December 13, 2014

The son-in-law Christmas horse

By Julie Carter, Cowgirl Sass & Savvy

It’s that time of year when the cowboys are hanging out at the feed store shopping for their favorite cowgirl. The cowgirl is in the same store because that’s where the stuff that her cowboy likes is sold.

The place is full of leather goods from saddles to boots as well as ropes, cammo, ammo, pocket knives, and five-buckle boot-style overshoes. And, if he’s lucky enough to know how to read, there is a cookbook called “101 Ways to Cook Venison” or in the “how to” book section, “Teach Your Woman to Run a Trap Line.”

An annual best seller for that special guy at the ranch is a heavy duty one-gazillion candle power spotlight for calving season. If all else fails, she can put together a gift basket full of beanie weenies, spam, Vienna sausages, beef jerky and a huntin’ license good for shooting anything anywhere.

His gift options for her run along those same lines except the feed stores have upped their game a little with a clothing line that includes bling, boots that include lots of color and a few racks of jewelry items that won’t break the bank but will put out an eye when the lights hit the sparkles.

Of course there is always the practical side of gifts for her that include heated chicken waterers or a new cattle guard in the road where she has to open a gate four times a day coming and going. The ultimate in practicality are the “his and her” wood splitting mauls.
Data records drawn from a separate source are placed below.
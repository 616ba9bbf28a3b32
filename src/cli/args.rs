//! Command-line argument definitions for the equipment ingest tool
//!
//! This module defines the CLI interface using the clap derive API.

use crate::constants::DEFAULT_HISTORY_LIMIT;
use crate::{Error, Result};
use clap::{Args as ClapArgs, Parser, Subcommand, ValueEnum};
use std::path::PathBuf;

/// CLI arguments for the equipment ingest tool
///
/// Validates chemical plant equipment sensor CSV exports, summarizes them,
/// flags unsafe readings and tracks trends across uploads.
#[derive(Debug, Clone, Parser)]
#[command(
    name = "equipment-ingest",
    version,
    about = "Validate and summarize chemical plant equipment sensor CSV uploads",
    long_about = "Parses equipment sensor CSV exports (name, type, flowrate, pressure, temperature), \
                  rejects rows that cannot be trusted, computes averages and the equipment type \
                  distribution, flags readings above safe pressure and temperature thresholds, and \
                  keeps a short history of uploads for trend comparison and reporting."
)]
pub struct Args {
    #[command(subcommand)]
    pub command: Option<Commands>,

    #[command(flatten)]
    pub global: GlobalArgs,
}

/// Flags shared by every subcommand
#[derive(Debug, Clone, ClapArgs)]
pub struct GlobalArgs {
    /// Path to configuration file
    ///
    /// TOML configuration file for aliases, delimiter and retention. If not
    /// specified, looks for <config_dir>/equipment-ingest/config.toml
    #[arg(
        short = 'c',
        long = "config",
        value_name = "FILE",
        global = true,
        help = "Path to configuration file (TOML format)"
    )]
    pub config_file: Option<PathBuf>,

    /// History snapshot file
    ///
    /// Overrides the configured history path. Defaults to
    /// <data_dir>/equipment-ingest/history.json
    #[arg(
        long = "history-file",
        value_name = "FILE",
        global = true,
        help = "History snapshot file (JSON)"
    )]
    pub history_file: Option<PathBuf>,

    /// Logging verbosity level
    #[arg(
        short = 'v',
        long = "verbose",
        action = clap::ArgAction::Count,
        global = true,
        help = "Increase logging verbosity (-v: info, -vv: debug, -vvv: trace)"
    )]
    pub verbose: u8,

    /// Suppress output (quiet mode)
    ///
    /// Only show errors. Overrides verbose settings.
    #[arg(
        short = 'q',
        long = "quiet",
        global = true,
        help = "Suppress output except errors",
        conflicts_with = "verbose"
    )]
    pub quiet: bool,

    /// Output format for results
    #[arg(
        long = "output-format",
        value_enum,
        default_value = "human",
        global = true,
        help = "Output format for results"
    )]
    pub output_format: OutputFormat,
}

/// Available subcommands
#[derive(Debug, Clone, Subcommand)]
pub enum Commands {
    /// Ingest one or more CSV files into history
    Ingest(IngestArgs),
    /// List the most recent upload summaries
    History(HistoryArgs),
    /// Show one upload summary by its timestamp
    Show(ShowArgs),
    /// Compare the two most recent uploads
    Trend,
    /// Build the report payload for the most recent upload
    Report(ReportArgs),
}

/// Arguments for the ingest command
#[derive(Debug, Clone, Default, ClapArgs)]
pub struct IngestArgs {
    /// CSV files or glob patterns, processed in the order given
    #[arg(value_name = "INPUT", required = true)]
    pub inputs: Vec<String>,

    /// Force a delimiter instead of sniffing it from the header line
    ///
    /// A single character, or `\t` / `tab` for tab-separated files.
    #[arg(
        short = 'd',
        long = "delimiter",
        value_name = "CHAR",
        help = "Force a field delimiter (single character, or \\t)"
    )]
    pub delimiter: Option<String>,

    /// Abort an upload on its first malformed row
    #[arg(
        long = "strict",
        help = "Treat malformed rows as fatal instead of rejecting them"
    )]
    pub strict: bool,
}

/// Arguments for the history command
#[derive(Debug, Clone, ClapArgs)]
pub struct HistoryArgs {
    /// Number of summaries to list, newest first
    #[arg(
        short = 'n',
        long = "limit",
        value_name = "COUNT",
        default_value_t = DEFAULT_HISTORY_LIMIT,
        help = "Number of summaries to list"
    )]
    pub limit: usize,
}

/// Arguments for the show command
#[derive(Debug, Clone, ClapArgs)]
pub struct ShowArgs {
    /// Upload timestamp as printed by `ingest` or `history`
    #[arg(value_name = "UPLOADED_AT")]
    pub uploaded_at: String,
}

/// Arguments for the report command
#[derive(Debug, Clone, Default, ClapArgs)]
pub struct ReportArgs {
    /// Write the payload to a file instead of stdout
    #[arg(
        short = 'o',
        long = "output",
        value_name = "FILE",
        help = "Write the report payload to a file"
    )]
    pub output: Option<PathBuf>,
}

/// Output format options for results
#[derive(Debug, Clone, Copy, PartialEq, Eq, Default, ValueEnum)]
pub enum OutputFormat {
    /// Human-readable output
    #[default]
    Human,
    /// JSON format for scripting
    Json,
}

impl GlobalArgs {
    /// Get the effective log level based on verbose/quiet flags
    pub fn get_log_level(&self) -> &'static str {
        if self.quiet {
            "error"
        } else {
            match self.verbose {
                0 => "warn",
                1 => "info",
                2 => "debug",
                _ => "trace",
            }
        }
    }

    /// True when human-facing extras (progress bars, banners) should be shown
    pub fn is_interactive(&self) -> bool {
        !self.quiet && self.output_format == OutputFormat::Human
    }
}

impl Default for GlobalArgs {
    fn default() -> Self {
        Self {
            config_file: None,
            history_file: None,
            verbose: 0,
            quiet: false,
            output_format: OutputFormat::Human,
        }
    }
}

impl IngestArgs {
    /// Validate ingest arguments
    pub fn validate(&self) -> Result<()> {
        if self.inputs.iter().all(|input| input.trim().is_empty()) {
            return Err(Error::configuration("No input files given"));
        }
        Ok(())
    }
}
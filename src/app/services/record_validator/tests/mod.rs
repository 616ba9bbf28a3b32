//! Tests for the record validator module

pub mod stats_tests;
pub mod validator_tests;

// Test helper functions and fixtures
use crate::app::services::csv_parser::{MalformedRow, RawRow};
use std::collections::BTreeMap;

/// Create a raw row from `(name, type, flowrate, pressure, temperature)` text
pub fn create_raw_row(row_index: usize, values: [&str; 5]) -> RawRow {
    let fields = ["name", "type", "flowrate", "pressure", "temperature"]
        .iter()
        .zip(values)
        .map(|(key, value)| (key.to_string(), value.to_string()))
        .collect();

    RawRow { row_index, fields }
}

/// Create a malformed row carrying only a name
pub fn create_malformed_row(row_index: usize) -> MalformedRow {
    let mut raw_fields = BTreeMap::new();
    raw_fields.insert("name".to_string(), "X-1".to_string());

    MalformedRow {
        row_index,
        raw_fields,
        message: "2 field(s), expected 5".to_string(),
    }
}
Do not bother to buy him a salad spinner, a George Foreman “get all the fat off “grill, a sweater vest or season tickets to the opera. Take Beano off the list too. He won’t use it.

Never under estimate the subversive nature of the cowboy when it comes to gift giving. The holiday season brings out his devious side whether on the buying or the selling end of a gift possibility.

This particular cowboy used his brains and his need to make some Christmas spending money at the local sale barn. Riding an admittedly “sorry” horse that he wanted to unload through the sale ring, the auctioneer asked, “What you ridin’ today Paul?”

Paul answered clearly, “A son-in-law horse.”

Puzzled, the auctioneer asked, “A son-in-law horse? What in the world is that?”

Candidly, it was explained. “Yes sir, someone here today surely has a son-in-law they hate. This is the horse for him. It won’t hurt him but he is a miserable puke to ride. He’s the perfect gift because your daughter will think the gift means you like your son-in-law, and yet your son-in-law will know exactly how you really feel about him.”

That $500 horse brought $1250 that day. There were at least two people at the sale that didn’t care much for their son-in-law.

Down the road, the argument between the young couple over how Daddy feels about the son-in-law will never be won. After all, “You know he really likes you,” she’ll say with conviction. “He even bought you a horse!”